__YOUR ASSIGNMENT__:
Scan the data below for the string "ServeContext". Copy every line where it appears.

Stored data:
_ _ _ _
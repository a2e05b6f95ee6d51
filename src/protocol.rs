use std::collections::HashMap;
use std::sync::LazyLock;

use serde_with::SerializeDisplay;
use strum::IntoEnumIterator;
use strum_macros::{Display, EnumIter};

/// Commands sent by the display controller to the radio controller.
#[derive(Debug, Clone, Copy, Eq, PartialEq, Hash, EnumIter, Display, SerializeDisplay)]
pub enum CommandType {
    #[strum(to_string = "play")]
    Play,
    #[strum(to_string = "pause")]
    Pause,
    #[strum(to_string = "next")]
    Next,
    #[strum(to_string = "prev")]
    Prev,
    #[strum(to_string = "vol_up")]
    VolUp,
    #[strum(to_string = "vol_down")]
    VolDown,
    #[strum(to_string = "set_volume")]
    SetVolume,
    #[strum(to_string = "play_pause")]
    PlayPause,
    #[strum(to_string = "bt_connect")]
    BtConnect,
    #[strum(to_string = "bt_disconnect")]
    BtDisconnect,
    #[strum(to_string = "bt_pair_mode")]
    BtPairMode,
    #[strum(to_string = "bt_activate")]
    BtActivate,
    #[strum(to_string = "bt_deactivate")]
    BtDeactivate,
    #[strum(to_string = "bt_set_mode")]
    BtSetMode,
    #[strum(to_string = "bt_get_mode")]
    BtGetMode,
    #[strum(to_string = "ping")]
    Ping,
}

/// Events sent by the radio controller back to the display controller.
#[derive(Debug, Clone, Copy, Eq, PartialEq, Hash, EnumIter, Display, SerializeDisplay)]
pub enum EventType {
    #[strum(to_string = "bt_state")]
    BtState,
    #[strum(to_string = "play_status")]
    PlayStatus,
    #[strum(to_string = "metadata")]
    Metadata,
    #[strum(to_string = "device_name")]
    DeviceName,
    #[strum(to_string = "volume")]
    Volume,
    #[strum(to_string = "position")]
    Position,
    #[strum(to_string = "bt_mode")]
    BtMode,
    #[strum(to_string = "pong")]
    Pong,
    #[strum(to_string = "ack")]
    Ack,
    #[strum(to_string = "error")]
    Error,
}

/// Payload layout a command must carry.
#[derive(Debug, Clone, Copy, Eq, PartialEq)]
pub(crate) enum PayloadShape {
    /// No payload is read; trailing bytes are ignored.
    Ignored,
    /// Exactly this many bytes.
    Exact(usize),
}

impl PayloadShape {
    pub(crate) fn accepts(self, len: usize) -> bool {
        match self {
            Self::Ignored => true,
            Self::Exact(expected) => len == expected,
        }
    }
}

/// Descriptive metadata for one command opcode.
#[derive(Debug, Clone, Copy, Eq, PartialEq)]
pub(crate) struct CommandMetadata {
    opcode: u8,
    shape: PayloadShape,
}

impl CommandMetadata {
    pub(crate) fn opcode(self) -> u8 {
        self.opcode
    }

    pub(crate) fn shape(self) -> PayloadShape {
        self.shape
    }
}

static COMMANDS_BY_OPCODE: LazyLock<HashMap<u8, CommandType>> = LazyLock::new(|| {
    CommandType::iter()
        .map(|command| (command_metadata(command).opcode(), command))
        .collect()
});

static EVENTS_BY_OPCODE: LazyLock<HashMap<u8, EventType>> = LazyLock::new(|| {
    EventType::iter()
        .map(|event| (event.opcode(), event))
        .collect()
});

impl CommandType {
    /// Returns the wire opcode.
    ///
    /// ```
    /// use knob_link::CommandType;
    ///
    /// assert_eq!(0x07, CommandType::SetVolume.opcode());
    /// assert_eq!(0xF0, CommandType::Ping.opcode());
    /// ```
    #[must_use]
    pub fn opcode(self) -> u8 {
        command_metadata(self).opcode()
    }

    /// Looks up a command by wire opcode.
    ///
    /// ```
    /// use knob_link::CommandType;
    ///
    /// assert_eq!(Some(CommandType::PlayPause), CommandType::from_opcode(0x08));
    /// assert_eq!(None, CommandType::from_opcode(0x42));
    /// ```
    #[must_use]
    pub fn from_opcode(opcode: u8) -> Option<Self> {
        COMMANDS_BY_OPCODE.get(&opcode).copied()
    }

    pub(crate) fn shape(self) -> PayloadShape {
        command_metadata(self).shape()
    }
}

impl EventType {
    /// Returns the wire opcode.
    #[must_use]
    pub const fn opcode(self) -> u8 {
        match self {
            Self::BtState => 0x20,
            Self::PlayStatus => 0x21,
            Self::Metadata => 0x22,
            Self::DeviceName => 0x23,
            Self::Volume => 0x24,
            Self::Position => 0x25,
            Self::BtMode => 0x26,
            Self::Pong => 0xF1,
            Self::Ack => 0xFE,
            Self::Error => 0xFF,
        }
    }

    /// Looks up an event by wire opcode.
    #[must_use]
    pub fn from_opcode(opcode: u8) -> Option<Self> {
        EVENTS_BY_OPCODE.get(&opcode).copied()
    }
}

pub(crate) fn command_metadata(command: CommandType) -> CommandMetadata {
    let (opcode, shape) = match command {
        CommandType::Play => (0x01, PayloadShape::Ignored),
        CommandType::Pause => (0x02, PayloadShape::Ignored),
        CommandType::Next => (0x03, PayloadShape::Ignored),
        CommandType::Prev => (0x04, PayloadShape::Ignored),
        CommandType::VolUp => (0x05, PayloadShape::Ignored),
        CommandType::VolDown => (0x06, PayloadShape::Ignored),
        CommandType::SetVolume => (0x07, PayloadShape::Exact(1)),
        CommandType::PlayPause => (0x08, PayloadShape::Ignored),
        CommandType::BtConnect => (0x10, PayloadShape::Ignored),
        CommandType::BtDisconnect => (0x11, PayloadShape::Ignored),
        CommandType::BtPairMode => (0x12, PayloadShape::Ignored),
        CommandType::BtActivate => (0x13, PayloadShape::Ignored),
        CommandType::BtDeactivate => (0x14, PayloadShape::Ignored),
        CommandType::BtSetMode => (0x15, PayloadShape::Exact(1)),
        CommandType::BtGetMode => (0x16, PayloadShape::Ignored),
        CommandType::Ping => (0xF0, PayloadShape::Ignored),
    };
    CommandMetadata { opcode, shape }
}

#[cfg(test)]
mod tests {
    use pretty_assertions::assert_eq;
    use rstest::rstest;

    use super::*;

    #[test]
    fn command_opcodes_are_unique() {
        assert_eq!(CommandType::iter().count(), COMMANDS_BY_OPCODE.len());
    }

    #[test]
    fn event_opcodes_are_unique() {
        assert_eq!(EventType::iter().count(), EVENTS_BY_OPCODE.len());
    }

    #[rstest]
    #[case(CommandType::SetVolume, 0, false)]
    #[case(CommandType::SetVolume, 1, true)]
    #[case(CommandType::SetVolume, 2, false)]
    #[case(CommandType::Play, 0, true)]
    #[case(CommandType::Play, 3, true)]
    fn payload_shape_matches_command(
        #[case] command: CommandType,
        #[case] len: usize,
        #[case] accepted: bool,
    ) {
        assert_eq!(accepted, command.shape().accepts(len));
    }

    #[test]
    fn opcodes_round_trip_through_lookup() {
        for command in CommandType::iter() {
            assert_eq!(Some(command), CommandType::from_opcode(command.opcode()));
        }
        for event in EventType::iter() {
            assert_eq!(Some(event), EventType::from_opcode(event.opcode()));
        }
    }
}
_ _ _ _
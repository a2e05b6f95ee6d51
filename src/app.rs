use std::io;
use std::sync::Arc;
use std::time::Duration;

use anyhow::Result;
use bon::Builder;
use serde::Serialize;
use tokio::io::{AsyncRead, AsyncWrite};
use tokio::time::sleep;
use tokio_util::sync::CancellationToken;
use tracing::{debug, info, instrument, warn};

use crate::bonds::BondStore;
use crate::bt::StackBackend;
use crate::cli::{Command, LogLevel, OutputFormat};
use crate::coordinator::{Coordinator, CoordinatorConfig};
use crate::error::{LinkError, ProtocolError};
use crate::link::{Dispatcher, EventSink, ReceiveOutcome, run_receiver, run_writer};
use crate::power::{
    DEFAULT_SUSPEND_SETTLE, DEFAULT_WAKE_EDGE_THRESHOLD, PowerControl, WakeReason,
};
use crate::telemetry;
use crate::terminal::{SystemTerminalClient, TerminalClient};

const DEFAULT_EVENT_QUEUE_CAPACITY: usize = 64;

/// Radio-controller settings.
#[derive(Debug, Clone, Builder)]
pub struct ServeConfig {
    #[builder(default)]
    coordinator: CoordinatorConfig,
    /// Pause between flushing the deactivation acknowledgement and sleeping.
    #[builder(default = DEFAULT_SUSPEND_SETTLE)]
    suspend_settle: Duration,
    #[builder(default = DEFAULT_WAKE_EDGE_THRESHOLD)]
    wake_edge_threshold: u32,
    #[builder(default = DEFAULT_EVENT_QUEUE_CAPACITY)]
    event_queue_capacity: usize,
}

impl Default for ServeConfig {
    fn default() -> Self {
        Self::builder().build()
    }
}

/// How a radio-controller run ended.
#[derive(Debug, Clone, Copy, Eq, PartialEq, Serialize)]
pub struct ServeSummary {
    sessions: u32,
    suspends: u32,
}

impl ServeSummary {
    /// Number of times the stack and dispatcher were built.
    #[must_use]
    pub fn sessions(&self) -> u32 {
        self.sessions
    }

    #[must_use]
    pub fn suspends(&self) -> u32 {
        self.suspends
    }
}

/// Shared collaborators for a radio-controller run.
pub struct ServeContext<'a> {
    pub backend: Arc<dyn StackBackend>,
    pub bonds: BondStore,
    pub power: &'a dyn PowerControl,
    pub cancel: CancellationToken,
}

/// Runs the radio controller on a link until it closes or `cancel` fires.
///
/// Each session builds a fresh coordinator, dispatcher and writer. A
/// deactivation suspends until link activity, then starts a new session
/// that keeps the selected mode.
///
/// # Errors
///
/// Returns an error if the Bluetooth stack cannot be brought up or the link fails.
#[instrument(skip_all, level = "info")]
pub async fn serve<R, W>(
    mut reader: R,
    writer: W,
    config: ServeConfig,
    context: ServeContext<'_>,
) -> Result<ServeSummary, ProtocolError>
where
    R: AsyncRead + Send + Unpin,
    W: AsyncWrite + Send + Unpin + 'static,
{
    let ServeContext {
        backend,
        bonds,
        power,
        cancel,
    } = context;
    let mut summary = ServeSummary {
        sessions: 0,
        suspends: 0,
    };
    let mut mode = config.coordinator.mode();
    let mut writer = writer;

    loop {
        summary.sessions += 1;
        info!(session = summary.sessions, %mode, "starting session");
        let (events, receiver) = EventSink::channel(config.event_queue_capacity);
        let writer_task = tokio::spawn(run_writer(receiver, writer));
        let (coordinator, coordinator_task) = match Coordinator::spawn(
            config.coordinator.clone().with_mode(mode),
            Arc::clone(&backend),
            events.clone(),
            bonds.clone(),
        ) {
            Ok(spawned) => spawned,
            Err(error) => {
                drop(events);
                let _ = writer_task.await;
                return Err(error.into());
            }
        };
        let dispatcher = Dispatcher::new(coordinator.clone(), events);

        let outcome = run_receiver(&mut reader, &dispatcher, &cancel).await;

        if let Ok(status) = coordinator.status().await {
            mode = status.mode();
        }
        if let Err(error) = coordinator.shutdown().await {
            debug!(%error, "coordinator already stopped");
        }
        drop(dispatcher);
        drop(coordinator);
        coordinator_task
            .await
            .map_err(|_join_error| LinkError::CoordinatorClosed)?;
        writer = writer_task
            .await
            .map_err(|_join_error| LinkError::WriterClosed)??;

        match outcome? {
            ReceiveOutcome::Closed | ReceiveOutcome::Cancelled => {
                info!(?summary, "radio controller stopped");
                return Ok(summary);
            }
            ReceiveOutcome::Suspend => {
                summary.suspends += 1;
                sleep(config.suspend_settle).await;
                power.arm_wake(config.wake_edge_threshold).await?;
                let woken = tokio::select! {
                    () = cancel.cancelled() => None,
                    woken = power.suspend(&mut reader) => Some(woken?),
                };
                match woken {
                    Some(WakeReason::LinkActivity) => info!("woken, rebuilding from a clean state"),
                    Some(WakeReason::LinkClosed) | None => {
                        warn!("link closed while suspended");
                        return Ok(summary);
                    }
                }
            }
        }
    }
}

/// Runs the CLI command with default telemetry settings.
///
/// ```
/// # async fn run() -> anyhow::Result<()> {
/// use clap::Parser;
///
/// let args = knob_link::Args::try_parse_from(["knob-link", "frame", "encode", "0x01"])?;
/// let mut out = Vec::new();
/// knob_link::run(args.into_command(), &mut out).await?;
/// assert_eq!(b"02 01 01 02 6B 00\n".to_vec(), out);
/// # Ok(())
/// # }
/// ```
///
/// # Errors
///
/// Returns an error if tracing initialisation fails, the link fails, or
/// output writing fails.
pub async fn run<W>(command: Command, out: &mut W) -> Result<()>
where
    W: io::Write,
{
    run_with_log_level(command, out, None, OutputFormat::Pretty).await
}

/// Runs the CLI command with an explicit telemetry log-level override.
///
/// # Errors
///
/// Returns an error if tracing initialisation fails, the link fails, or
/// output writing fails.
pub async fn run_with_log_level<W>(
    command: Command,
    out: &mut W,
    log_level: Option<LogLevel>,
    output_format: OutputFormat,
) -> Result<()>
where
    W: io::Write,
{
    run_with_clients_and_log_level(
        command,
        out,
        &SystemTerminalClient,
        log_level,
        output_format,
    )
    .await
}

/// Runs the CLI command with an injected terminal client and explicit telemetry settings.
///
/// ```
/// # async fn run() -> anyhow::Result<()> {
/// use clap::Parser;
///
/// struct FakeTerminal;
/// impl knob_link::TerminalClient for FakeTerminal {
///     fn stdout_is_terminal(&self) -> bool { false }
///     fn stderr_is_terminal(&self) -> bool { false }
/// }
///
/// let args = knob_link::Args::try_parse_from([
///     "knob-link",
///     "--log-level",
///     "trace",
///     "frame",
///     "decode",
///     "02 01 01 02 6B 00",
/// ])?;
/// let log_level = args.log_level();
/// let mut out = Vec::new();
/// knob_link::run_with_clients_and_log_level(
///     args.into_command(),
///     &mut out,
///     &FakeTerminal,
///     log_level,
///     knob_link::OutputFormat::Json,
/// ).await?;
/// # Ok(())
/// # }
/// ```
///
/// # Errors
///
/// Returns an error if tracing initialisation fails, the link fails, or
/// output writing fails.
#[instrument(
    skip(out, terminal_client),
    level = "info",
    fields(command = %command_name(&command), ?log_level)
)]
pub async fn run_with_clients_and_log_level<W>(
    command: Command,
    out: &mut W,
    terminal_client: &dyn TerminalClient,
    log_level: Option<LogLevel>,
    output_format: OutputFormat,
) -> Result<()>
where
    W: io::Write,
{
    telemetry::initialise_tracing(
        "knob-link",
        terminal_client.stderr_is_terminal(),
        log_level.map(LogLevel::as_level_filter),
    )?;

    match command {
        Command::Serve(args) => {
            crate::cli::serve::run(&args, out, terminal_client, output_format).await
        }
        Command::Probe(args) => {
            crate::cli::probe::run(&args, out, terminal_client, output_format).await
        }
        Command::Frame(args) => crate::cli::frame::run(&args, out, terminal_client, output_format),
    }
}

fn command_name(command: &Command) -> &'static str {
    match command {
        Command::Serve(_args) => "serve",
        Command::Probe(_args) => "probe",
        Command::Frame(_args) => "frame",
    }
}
_ _ _ _
__ANSWER FOR THE TASK__:
pub struct ServeContext<'a> {
    context: ServeContext<'_>,
    let ServeContext {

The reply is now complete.